Each line of the material, from the first through the one containing "let options = Options::new(address, config.webhook_url.clone());", is to be written out exactly.

-.-.-

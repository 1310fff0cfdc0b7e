//! Text normalization
//!
//! Callers apply these before querying; the composition code never does.
//! Vector files are usually built from normalized text, so queries should be
//! normalized the same way.

use unicode_normalization::char::is_combining_mark;
use unicode_normalization::UnicodeNormalization;

/// Remove accents: NFD decompose, then drop combining marks
///
/// ```
/// use subsim::normalize::strip_accents;
///
/// assert_eq!(strip_accents("café naïve"), "cafe naive");
/// ```
pub fn strip_accents(s: &str) -> String {
    s.nfd().filter(|c| !is_combining_mark(*c)).collect()
}

/// NFKC fold, lowercase and trim
pub fn normalize(s: &str) -> String {
    let folded: String = s.nfkc().collect();
    folded.trim().to_lowercase()
}
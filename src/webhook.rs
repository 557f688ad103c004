// Приём обновлений от Telegram через webhook
//
// teloxide сам вызывает setWebhook при старте и deleteWebhook при остановке,
// поэтому отдельный маршрут /setwebhook не нужен.
use std::convert::Infallible;
use std::net::SocketAddr;

use axum::routing::get;
use axum::Router;
use log::{error, info};
use teloxide::prelude::*;
use teloxide::update_listeners::webhooks::{self, Options};
use teloxide::update_listeners::UpdateListener;
use teloxide::RequestError;

use crate::config::Config;

pub const HOME_TEXT: &str = "Hello, World!";

async fn home() -> &'static str {
    HOME_TEXT
}

pub fn home_router() -> Router {
    Router::new().route("/", get(home))
}

// Поднимает HTTP сервер и возвращает listener для диспетчера teloxide
pub async fn start_listener(
    bot: Bot,
    config: &Config,
) -> Result<impl UpdateListener<Err = Infallible>, RequestError> {
    let address = SocketAddr::from(([0, 0, 0, 0], config.port));
    let options = Options::new(address, config.webhook_url.clone());

    info!("Устанавливаю webhook: {}", config.webhook_url);
    let (listener, stop_flag, webhook_router) = webhooks::axum_to_router(bot, options).await?;

    // На "/" может висеть сам webhook, тогда домашняя страница не нужна
    let app = if config.webhook_url.path() == "/" {
        webhook_router
    } else {
        home_router().merge(webhook_router)
    };

    info!("Слушаю входящие запросы на {}", address);
    tokio::spawn(async move {
        if let Err(e) = axum::Server::bind(&address)
            .serve(app.into_make_service())
            .with_graceful_shutdown(stop_flag)
            .await
        {
            error!("Ошибка HTTP сервера: {}", e);
        }
    });

    Ok(listener)
}
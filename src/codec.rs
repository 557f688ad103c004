// Кодирование ссылок для параметра /start
//
// Токен - это URL-safe Base64 от строки "{url}&&{name}" без завершающих '='.
// Шифрованием это не является: любой может собрать токен на произвольный URL.
use base64::engine::general_purpose::{URL_SAFE, URL_SAFE_NO_PAD};
use base64::Engine;
use thiserror::Error;

// Разделитель между URL и именем файла внутри токена
pub const DELIMITER: &str = "&&";

#[derive(Debug, Clone, PartialEq, Eq)]
pub struct LinkRecord {
    pub url: String,
    pub name: String,
}

impl LinkRecord {
    pub fn new(url: impl Into<String>, name: impl Into<String>) -> Self {
        Self {
            url: url.into(),
            name: name.into(),
        }
    }
}

// Что делать, если в декодированной строке нет разделителя
#[derive(Debug, Clone, Copy, PartialEq, Eq, Default)]
pub enum DelimiterPolicy {
    // Вся строка считается URL, имя пустое
    #[default]
    UrlOnly,
    // Ошибка MissingDelimiter
    Strict,
}

#[derive(Debug, Clone, PartialEq, Eq, Error)]
pub enum DecodeError {
    #[error("token is not valid base64: {0}")]
    MalformedToken(String),
    #[error("decoded bytes are not valid UTF-8: {0}")]
    InvalidEncoding(String),
    #[error("decoded text has no '&&' separator")]
    MissingDelimiter,
}

pub fn encode(url: &str, name: &str) -> String {
    let joined = format!("{}{}{}", url, DELIMITER, name);
    URL_SAFE_NO_PAD.encode(joined.as_bytes())
}

pub fn decode(token: &str) -> Result<LinkRecord, DecodeError> {
    decode_with(token, DelimiterPolicy::default())
}

pub fn decode_with(token: &str, policy: DelimiterPolicy) -> Result<LinkRecord, DecodeError> {
    let padded = restore_padding(token.trim());

    let bytes = URL_SAFE
        .decode(padded.as_bytes())
        .map_err(|e| DecodeError::MalformedToken(e.to_string()))?;

    let text = String::from_utf8(bytes).map_err(|e| DecodeError::InvalidEncoding(e.to_string()))?;

    match text.split_once(DELIMITER) {
        Some((url, name)) => Ok(LinkRecord::new(url, name)),
        None => match policy {
            DelimiterPolicy::UrlOnly => Ok(LinkRecord::new(text, "")),
            DelimiterPolicy::Strict => Err(DecodeError::MissingDelimiter),
        },
    }
}

// Добавляем (-len) mod 4 символов '=', уже дополненный токен не меняется
fn restore_padding(token: &str) -> String {
    let missing = (4 - token.len() % 4) % 4;
    let mut padded = String::with_capacity(token.len() + missing);
    padded.push_str(token);
    padded.extend(std::iter::repeat('=').take(missing));
    padded
}
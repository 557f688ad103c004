// Настройки бота из переменных окружения (.env подхватывается в main)
use crate::codec::DelimiterPolicy;
use crate::shortener::DEFAULT_API_URL;
use thiserror::Error;
use url::Url;

pub const DEFAULT_PORT: u16 = 5000;
pub const DEFAULT_TUTORIAL_LINK: &str = "https://example.com/tutorial";

#[derive(Debug, Error)]
pub enum ConfigError {
    #[error("{0} не задан в окружении или .env файле")]
    Missing(&'static str),
    #[error("{name} имеет неверное значение '{value}': {reason}")]
    Invalid {
        name: &'static str,
        value: String,
        reason: String,
    },
}

#[derive(Debug, Clone)]
pub struct Config {
    pub telegram_token: String,
    pub webhook_url: Url,
    pub port: u16,
    pub shortener_api_url: String,
    pub shortener_api_key: String,
    pub photo_url: Option<Url>,
    pub tutorial_link: String,
    pub delimiter_policy: DelimiterPolicy,
}

impl Config {
    pub fn from_env() -> Result<Self, ConfigError> {
        Self::from_lookup(|key| std::env::var(key).ok())
    }

    pub fn from_lookup<F>(lookup: F) -> Result<Self, ConfigError>
    where
        F: Fn(&str) -> Option<String>,
    {
        // Пустые строки считаем незаданными
        let get = |key: &str| lookup(key).map(|v| v.trim().to_string()).filter(|v| !v.is_empty());
        let require = |key: &'static str| get(key).ok_or(ConfigError::Missing(key));

        let telegram_token = require("TELEGRAM_TOKEN")?;
        let raw_webhook_url = require("WEBHOOK_URL")?;
        let shortener_api_key = require("URL_SHORTENER_API_KEY")?;

        let webhook_url = Url::parse(&raw_webhook_url).map_err(|e| ConfigError::Invalid {
            name: "WEBHOOK_URL",
            value: raw_webhook_url.clone(),
            reason: e.to_string(),
        })?;

        let port = match get("PORT") {
            Some(raw) => raw.parse::<u16>().map_err(|e| ConfigError::Invalid {
                name: "PORT",
                value: raw.clone(),
                reason: e.to_string(),
            })?,
            None => DEFAULT_PORT,
        };

        let photo_url = match get("PHOTO_URL") {
            Some(raw) => Some(Url::parse(&raw).map_err(|e| ConfigError::Invalid {
                name: "PHOTO_URL",
                value: raw.clone(),
                reason: e.to_string(),
            })?),
            None => None,
        };

        let delimiter_policy = match get("STRICT_LINK_FORMAT").as_deref() {
            Some("1") | Some("true") | Some("TRUE") | Some("yes") => DelimiterPolicy::Strict,
            _ => DelimiterPolicy::UrlOnly,
        };

        Ok(Config {
            telegram_token,
            webhook_url,
            port,
            shortener_api_url: get("SHORTENER_API_URL").unwrap_or_else(|| DEFAULT_API_URL.to_string()),
            shortener_api_key,
            photo_url,
            tutorial_link: get("TUTORIAL_LINK").unwrap_or_else(|| DEFAULT_TUTORIAL_LINK.to_string()),
            delimiter_policy,
        })
    }
}
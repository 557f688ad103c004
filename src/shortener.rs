use log::{error, info};
use reqwest::Client;
use serde::Deserialize;
use std::time::Duration;

pub const DEFAULT_API_URL: &str = "https://publicearn.com/api";
// Дольше ждать нельзя: пользователь все это время без ответа
pub const DEFAULT_TIMEOUT: Duration = Duration::from_secs(10);

#[derive(Debug, Deserialize)]
struct ShortenResponse {
    status: Option<String>,
    #[serde(rename = "shortenedUrl")]
    shortened_url: Option<String>,
}

impl ShortenResponse {
    fn into_short_url(self) -> Option<String> {
        if self.status.as_deref() != Some("success") {
            return None;
        }
        self.shortened_url.filter(|url| !url.trim().is_empty())
    }
}

#[derive(Clone)]
pub struct ShortenerClient {
    client: Client,
    api_url: String,
    api_key: String,
}

impl ShortenerClient {
    pub fn new(api_url: String, api_key: String) -> Self {
        Self::with_timeout(api_url, api_key, DEFAULT_TIMEOUT)
    }

    pub fn with_timeout(api_url: String, api_key: String, timeout: Duration) -> Self {
        let client = match Client::builder().timeout(timeout).build() {
            Ok(client) => client,
            Err(e) => {
                error!("Не удалось создать HTTP клиент с таймаутом: {}", e);
                Client::new()
            }
        };

        Self {
            client,
            api_url,
            api_key,
        }
    }

    // Никогда не падает: при любой ошибке возвращаем исходную ссылку
    pub async fn shorten(&self, long_url: &str) -> String {
        match self.fetch_short_url(long_url).await {
            Ok(short_url) => {
                info!("Ссылка сокращена: {} -> {}", long_url, short_url);
                short_url
            }
            Err(e) => {
                error!("Не удалось сократить ссылку {}: {}", long_url, e);
                long_url.to_string()
            }
        }
    }

    async fn fetch_short_url(&self, long_url: &str) -> Result<String, String> {
        let response = match self.client
            .get(&self.api_url)
            .query(&[("api", self.api_key.as_str()), ("url", long_url)])
            .send()
            .await
        {
            Ok(resp) => resp,
            Err(e) => return Err(format!("ошибка сетевого запроса: {}", e)),
        };

        if !response.status().is_success() {
            let status = response.status();
            let error_text = match response.text().await {
                Ok(text) => text,
                Err(_) => "неизвестная ошибка".to_string(),
            };
            return Err(format!("сервис вернул ошибку: {} - {}", status, error_text));
        }

        match response.json::<ShortenResponse>().await {
            Ok(data) => data
                .into_short_url()
                .ok_or_else(|| "неожиданный формат ответа".to_string()),
            Err(e) => Err(format!("ошибка парсинга ответа: {}", e)),
        }
    }
}
//! HTTP protocol implementation.
//!
//! A deliberately small HTTP/1.x layer: one request per connection, only the
//! method and path of the request line are looked at.
//!
//! # Architecture
//!
//! - **`connection`**: reads one request, updates metrics, dispatches, closes
//! - **`parser`**: extracts method and path, plus the parse-with-default helpers
//! - **`request`**: the parsed request (method + raw path)
//! - **`response`**: status codes, content types and response bodies
//! - **`writer`**: serializes responses onto the stream and accounts sent bytes
//! - **`decode`**: percent-decoding for path and query values
//!
//! # Connection lifecycle
//!
//! ```text
//!        ┌─────────────┐
//!        │   Reading   │ ← single read of up to MAX_REQUEST_SIZE bytes
//!        └──────┬──────┘
//!               │ n > 0 (n == 0 or error → Closed, no response)
//!               ▼
//!        ┌──────────────────┐
//!        │    Routing       │ ← parse request line, pick a handler
//!        └──────┬───────────┘
//!               │ Response ready
//!               ▼
//!        ┌──────────────────┐
//!        │    Writing       │ ← send response, count bytes
//!        └──────┬───────────┘
//!               ▼
//!            Closed
//! ```

pub mod connection;
pub mod decode;
pub mod parser;
pub mod request;
pub mod response;
pub mod writer;
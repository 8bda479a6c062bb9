/// Percent-decodes `input`.
///
/// `%XX` with two hex digits becomes that byte and `+` becomes a space.
/// Anything else, including a `%` without two hex digits after it, is copied
/// as is. Decoded bytes that are not UTF-8 are replaced lossily.
///
/// # Example
///
/// ```
/// # use tallyhttp::http::decode::url_decode;
/// assert_eq!(url_decode("a%20b+c%2"), "a b c%2");
/// ```
pub fn url_decode(input: &str) -> String {
    let src = input.as_bytes();
    let mut out = Vec::with_capacity(src.len());
    let mut i = 0;

    while i < src.len() {
        match src[i] {
            b'%' => match (src.get(i + 1).and_then(hex_value), src.get(i + 2).and_then(hex_value)) {
                (Some(hi), Some(lo)) => {
                    out.push(hi << 4 | lo);
                    i += 3;
                }
                _ => {
                    out.push(b'%');
                    i += 1;
                }
            },
            b'+' => {
                out.push(b' ');
                i += 1;
            }
            b => {
                out.push(b);
                i += 1;
            }
        }
    }

    String::from_utf8_lossy(&out).into_owned()
}

fn hex_value(b: &u8) -> Option<u8> {
    (*b as char).to_digit(16).map(|d| d as u8)
}
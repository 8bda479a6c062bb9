use crate::http::request::Request;

/// A value produced by a parse that never fails.
///
/// `valid` is false when the input did not have the expected shape and
/// `value` holds the fallback. Callers keep the fallback but can log it.
#[derive(Debug, Clone, Copy, PartialEq, Eq)]
pub struct Parsed<T> {
    pub value: T,
    pub valid: bool,
}

impl<T> Parsed<T> {
    pub fn valid(value: T) -> Self {
        Self { value, valid: true }
    }

    pub fn defaulted(value: T) -> Self {
        Self { value, valid: false }
    }
}

/// Text of the request up to the first NUL byte.
///
/// Its byte length is what gets attributed to received bytes.
pub fn request_text(buf: &[u8]) -> &[u8] {
    let end = buf.iter().position(|&b| b == 0).unwrap_or(buf.len());
    &buf[..end]
}

/// Parses the method and path from raw request bytes.
///
/// Takes the first two whitespace-delimited tokens. Fewer than two tokens
/// yields empty fields and `valid == false`; this never errors.
pub fn parse_request(buf: &[u8]) -> Parsed<Request> {
    let text = String::from_utf8_lossy(request_text(buf));
    let mut tokens = text.split_ascii_whitespace();

    let method = tokens.next();
    let path = tokens.next();
    let request = Request::new(method.unwrap_or_default(), path.unwrap_or_default());

    if method.is_some() && path.is_some() {
        Parsed::valid(request)
    } else {
        Parsed::defaulted(request)
    }
}

/// Scans a signed decimal `i32` at the start of `input`.
///
/// Accepts leading ASCII whitespace and an optional sign. Returns the parsed
/// value (0 when nothing matched or the digits do not fit) and the rest of
/// the input after the digits.
pub fn parse_leading_i32(input: &str) -> (Parsed<i32>, &str) {
    let trimmed = input.trim_start_matches(|c: char| c.is_ascii_whitespace());
    let sign_len = usize::from(trimmed.starts_with(['+', '-']));
    let digits_len = trimmed[sign_len..]
        .bytes()
        .take_while(u8::is_ascii_digit)
        .count();

    if digits_len == 0 {
        return (Parsed::defaulted(0), input);
    }

    let end = sign_len + digits_len;
    let rest = &trimmed[end..];
    match trimmed[..end].parse::<i32>() {
        Ok(n) => (Parsed::valid(n), rest),
        Err(_) => (Parsed::defaulted(0), rest),
    }
}
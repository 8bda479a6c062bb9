use std::net::{Ipv4Addr, SocketAddr};

use clap::Parser;

pub const DEFAULT_PORT: u16 = 80;

/// Command line configuration.
#[derive(Debug, Clone, Parser)]
#[command(name = "tallyhttp")]
#[command(about = "Minimal concurrent HTTP server with request stats")]
pub struct Config {
    /// Port to listen on
    #[arg(
        short,
        long,
        default_value_t = DEFAULT_PORT,
        value_parser = parse_port,
        allow_hyphen_values = true
    )]
    pub port: u16,
}

impl Config {
    pub fn load() -> Self {
        Self::parse()
    }

    /// Address the server binds to: every interface on the configured port.
    pub fn listen_addr(&self) -> SocketAddr {
        SocketAddr::from((Ipv4Addr::UNSPECIFIED, self.port))
    }
}

/// Lenient port parsing: leading whitespace, an optional sign and the longest
/// digit run. Anything unparsable becomes 0 and the result is truncated to 16
/// bits. Never rejects input.
pub fn parse_port(s: &str) -> Result<u16, std::convert::Infallible> {
    let s = s.trim_start();
    let (negative, digits) = match s.as_bytes().first() {
        Some(b'-') => (true, &s[1..]),
        Some(b'+') => (false, &s[1..]),
        _ => (false, s),
    };

    let value = digits
        .bytes()
        .take_while(u8::is_ascii_digit)
        .fold(0i64, |acc, d| {
            acc.wrapping_mul(10).wrapping_add(i64::from(d - b'0'))
        });

    let value = if negative { value.wrapping_neg() } else { value };
    Ok(value as u16)
}
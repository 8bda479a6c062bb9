/// Longest method token kept; anything past it is dropped.
pub const MAX_METHOD_LEN: usize = 9;

/// Longest path token kept; anything past it is dropped.
pub const MAX_PATH_LEN: usize = 1023;

/// Represents the parts of a request line the server looks at.
///
/// Headers, body and HTTP version are never modeled. A missing token is an
/// empty string rather than an error.
#[derive(Debug, Clone, Default, PartialEq, Eq)]
pub struct Request {
    /// The request method as sent (e.g. "GET"), not validated
    pub method: String,
    /// The request target including any unparsed query (e.g. "/calc?a=1&b=2")
    pub path: String,
}

impl Request {
    pub fn new(method: impl Into<String>, path: impl Into<String>) -> Self {
        Self {
            method: truncate_chars(method.into(), MAX_METHOD_LEN),
            path: truncate_chars(path.into(), MAX_PATH_LEN),
        }
    }

    /// Query component after the first `?`, if any.
    pub fn query(&self) -> Option<&str> {
        self.path.split_once('?').map(|(_, q)| q)
    }
}

fn truncate_chars(mut s: String, max: usize) -> String {
    if let Some((idx, _)) = s.char_indices().nth(max) {
        s.truncate(idx);
    }
    s
}
//! Tallyhttp - minimal concurrent HTTP/1.x server
//!
//! Serves static files, a stats page and an addition endpoint while keeping
//! shared request/byte counters.

pub mod config;
pub mod handlers;
pub mod http;
pub mod metrics;
pub mod server;
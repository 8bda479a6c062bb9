use std::future::Future;

/// Schedules connection tasks.
///
/// The accept loop only hands tasks over; how many run at once is up to the
/// implementation.
pub trait Spawner: Send + Sync + 'static {
    fn spawn<F>(&self, task: F)
    where
        F: Future<Output = ()> + Send + 'static;
}

/// One tokio task per connection, no cap.
#[derive(Debug, Clone, Copy, Default)]
pub struct TokioSpawner;

impl Spawner for TokioSpawner {
    fn spawn<F>(&self, task: F)
    where
        F: Future<Output = ()> + Send + 'static,
    {
        tokio::spawn(task);
    }
}
use bytes::BytesMut;
use tokio::io::{AsyncRead, AsyncReadExt, AsyncWrite};
use tracing::debug;

use crate::handlers;
use crate::http::parser::{parse_request, request_text};
use crate::http::request::Request;
use crate::http::writer::ResponseWriter;
use crate::server::ServerContext;

/// Most request bytes read from a connection. Anything past it is ignored.
pub const MAX_REQUEST_SIZE: usize = 2048;

/// One accepted client, served exactly one response.
///
/// `run` consumes the connection, so the stream is closed when it returns,
/// whichever path it took.
pub struct Connection<S> {
    stream: S,
    ctx: ServerContext,
}

impl<S> Connection<S>
where
    S: AsyncRead + AsyncWrite + Unpin,
{
    pub fn new(stream: S, ctx: ServerContext) -> Self {
        Self { stream, ctx }
    }

    pub async fn run(mut self) -> anyhow::Result<()> {
        let Some(request) = self.read_request().await else {
            return Ok(());
        };

        let response = handlers::dispatch(&self.ctx, &request).await;
        let sent = ResponseWriter::new(self.ctx.metrics())
            .send(&mut self.stream, &response)
            .await?;

        debug!(
            method = %request.method,
            path = %request.path,
            status = response.status.as_u16(),
            bytes = sent,
            "Request served"
        );
        Ok(())
    }

    /// Single read of up to `MAX_REQUEST_SIZE` bytes.
    ///
    /// `None` on EOF or a read error; no response is sent then.
    pub async fn read_request(&mut self) -> Option<Request> {
        let mut buf = BytesMut::zeroed(MAX_REQUEST_SIZE);
        let n = match self.stream.read(&mut buf[..]).await {
            Ok(0) => return None,
            Ok(n) => n,
            Err(e) => {
                debug!(error = %e, "Read failed, closing connection");
                return None;
            }
        };
        buf.truncate(n);

        self.ctx.metrics().record_received(request_text(&buf).len());

        let parsed = parse_request(&buf);
        if !parsed.valid {
            debug!(bytes = n, "Incomplete request line, using empty fields");
        }
        Some(parsed.value)
    }
}
//! Listening socket, accept loop and the state shared by connections.

pub mod listener;
pub mod spawner;

use std::path::{Path, PathBuf};
use std::sync::Arc;

use crate::metrics::Metrics;

pub use spawner::{Spawner, TokioSpawner};

/// State handed to every connection.
///
/// Cloning is cheap; all clones share the same `Metrics`.
#[derive(Debug, Clone)]
pub struct ServerContext {
    metrics: Arc<Metrics>,
    document_root: Arc<PathBuf>,
}

impl ServerContext {
    /// A context with fresh counters serving static files from `document_root`.
    pub fn new(document_root: impl Into<PathBuf>) -> Self {
        Self {
            metrics: Arc::new(Metrics::new()),
            document_root: Arc::new(document_root.into()),
        }
    }

    pub fn metrics(&self) -> &Metrics {
        &self.metrics
    }

    pub fn document_root(&self) -> &Path {
        &self.document_root
    }
}

impl Default for ServerContext {
    /// Serves from the process working directory.
    fn default() -> Self {
        Self::new(".")
    }
}
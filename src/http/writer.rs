use bytes::{BufMut, BytesMut};
use tokio::io::{AsyncWrite, AsyncWriteExt};

use crate::http::response::{Framing, Response};
use crate::metrics::Metrics;

const HTTP_VERSION: &str = "HTTP/1.1";

/// Status line, `Content-Type`, `Content-Length` and the blank line.
fn serialize_head(resp: &Response) -> BytesMut {
    let head = format!(
        "{} {} {}\r\nContent-Type: {}\r\nContent-Length: {}\r\n\r\n",
        HTTP_VERSION,
        resp.status.as_u16(),
        resp.status.reason_phrase(),
        resp.content_type,
        resp.body.len()
    );

    let mut buf = BytesMut::with_capacity(head.len() + resp.body.len());
    buf.put_slice(head.as_bytes());
    buf
}

/// Full wire form of a response.
pub fn serialize_response(resp: &Response) -> BytesMut {
    let mut buf = serialize_head(resp);
    buf.put_slice(&resp.body);
    buf
}

/// Writes responses to a client stream and accounts sent bytes.
pub struct ResponseWriter<'a> {
    metrics: &'a Metrics,
}

impl<'a> ResponseWriter<'a> {
    pub fn new(metrics: &'a Metrics) -> Self {
        Self { metrics }
    }

    /// Sends `resp` and returns the number of bytes written.
    ///
    /// Bytes are attributed to the metrics only once the whole response went
    /// out. A write failure is returned as is; there is no retry.
    pub async fn send<S>(&self, stream: &mut S, resp: &Response) -> anyhow::Result<usize>
    where
        S: AsyncWrite + Unpin,
    {
        let written = match resp.framing {
            Framing::Single => {
                let buf = serialize_response(resp);
                stream.write_all(&buf).await?;
                buf.len()
            }
            Framing::Split => {
                let head = serialize_head(resp);
                stream.write_all(&head).await?;
                stream.write_all(&resp.body).await?;
                head.len() + resp.body.len()
            }
        };
        stream.flush().await?;

        self.metrics.add_bytes_sent(written);
        Ok(written)
    }
}
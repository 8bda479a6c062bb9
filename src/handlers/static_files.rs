//! Static file handler
//!
//! Files are read whole into memory per request; nothing is cached. The path
//! is not sanitized, so `..` segments reach outside the document root.

use std::ffi::OsString;
use std::path::{Path, PathBuf};

use tracing::debug;

use crate::http::response::Response;

/// Resolves `file` (which starts with `/`) under `root` by plain
/// concatenation, so `/static//x` stays relative to the root.
pub fn resolve_path(root: &Path, file: &str) -> PathBuf {
    let mut full = OsString::from(root.as_os_str());
    full.push(file);
    PathBuf::from(full)
}

/// Reads the file and wraps it as an octet-stream response, or the
/// "File Not Found" page when it cannot be read.
pub async fn serve(root: &Path, file: &str) -> Response {
    let full = resolve_path(root, file);

    match tokio::fs::read(&full).await {
        Ok(contents) => Response::file(contents),
        Err(e) => {
            debug!(path = %full.display(), error = %e, "Static file unavailable");
            Response::file_not_found()
        }
    }
}
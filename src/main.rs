use tallyhttp::config::Config;
use tallyhttp::server;

#[tokio::main]
async fn main() -> anyhow::Result<()> {
    tracing_subscriber::fmt()
        .with_target(false)
        .with_level(true)
        .init();

    let cfg = Config::load();

    tokio::select! {
        res = server::listener::run(&cfg) => {
            res?;
        }

        _ = tokio::signal::ctrl_c() => {
            tracing::info!("Shutdown signal received");
        }
    }

    Ok(())
}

-.-.-

[Exercise response]:
repository 1310fff0cfdc0b7e
//! Text normalization
//!
//! Callers apply these before querying; the composition code never does.
//! Vector files are usually built from normalized text, so queries should be
//! normalized the same way.

use unicode_normalization::char::is_combining_mark;
use unicode_normalization::UnicodeNormalization;

/// Remove accents: NFD decompose, then drop combining marks
///
/// ```
/// use subsim::normalize::strip_accents;
///
/// assert_eq!(strip_accents("café naïve"), "cafe naive");
/// ```
pub fn strip_accents(s: &str) -> String {
    s.nfd().filter(|c| !is_combining_mark(*c)).collect()
}

/// NFKC fold, lowercase and trim
pub fn normalize(s: &str) -> String {
    let folded: String = s.nfkc().collect();
    folded.trim().to_lowercase()
}
filename src/webhook.rs
repository 557f688ad103c004
// Приём обновлений от Telegram через webhook
//
// teloxide сам вызывает setWebhook при старте и deleteWebhook при остановке,
// поэтому отдельный маршрут /setwebhook не нужен.
use std::convert::Infallible;
use std::net::SocketAddr;

use axum::routing::get;
use axum::Router;
use log::{error, info};
use teloxide::prelude::*;
use teloxide::update_listeners::webhooks::{self, Options};
use teloxide::update_listeners::UpdateListener;
use teloxide::RequestError;

use crate::config::Config;

pub const HOME_TEXT: &str = "Hello, World!";

async fn home() -> &'static str {
    HOME_TEXT
}

pub fn home_router() -> Router {
    Router::new().route("/", get(home))
}

// Поднимает HTTP сервер и возвращает listener для диспетчера teloxide
pub async fn start_listener(
    bot: Bot,
    config: &Config,
) -> Result<impl UpdateListener<Err = Infallible>, RequestError> {
    let address = SocketAddr::from(([0, 0, 0, 0], config.port));
    let options = Options::new(address, config.webhook_url.clone());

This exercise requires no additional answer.